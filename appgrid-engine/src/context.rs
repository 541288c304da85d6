//! EngineContext - I/O primitives for directory and record storage
//!
//! The context provides access to storage and utilities. No business logic methods,
//! just data access primitives. Commands do all the work.

use crate::config::EngineConfig;
use crate::error::{EngineError, Result};
use crate::types::{
    is_path_safe, CategoryTree, Directory, DirectoryId, FieldCategory, FieldCategoryId, LogEntry,
    PendingMigration, Record, RecordId,
};
use appgrid_fields::{FieldProcessorRegistry, FieldsContext};
use fs2::FileExt;
use serde::de::DeserializeOwned;
use serde::Serialize;
use std::path::{Path, PathBuf};
use std::sync::Arc;
use tokio::fs;
use tokio::io::AsyncWriteExt;
use tracing::debug;

/// Context passed to every command - provides access, not logic
pub struct EngineContext {
    /// Root of the storage tree
    root: PathBuf,
    config: EngineConfig,
    registry: Arc<FieldProcessorRegistry>,
}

# Required action
Start at the line containing "repository 541288c304da85d6". Repeat it and each line after it, word for word, to the end of the records.

# Your solution
repository 541288c304da85d6
//! EngineContext - I/O primitives for directory and record storage
//!
//! The context provides access to storage and utilities. No business logic methods,
//! just data access primitives. Commands do all the work.

use crate::config::EngineConfig;
use crate::error::{EngineError, Result};
use crate::types::{
    is_path_safe, CategoryTree, Directory, DirectoryId, FieldCategory, FieldCategoryId, LogEntry,
    PendingMigration, Record, RecordId,
};
use appgrid_fields::{FieldProcessorRegistry, FieldsContext};
use fs2::FileExt;
use serde::de::DeserializeOwned;
use serde::Serialize;
use std::path::{Path, PathBuf};
use std::sync::Arc;
use tokio::fs;
use tokio::io::AsyncWriteExt;
use tracing::debug;

/// Context passed to every command - provides access, not logic
pub struct EngineContext {
    /// Root of the storage tree
    root: PathBuf,
    config: EngineConfig,
    registry: Arc<FieldProcessorRegistry>,
}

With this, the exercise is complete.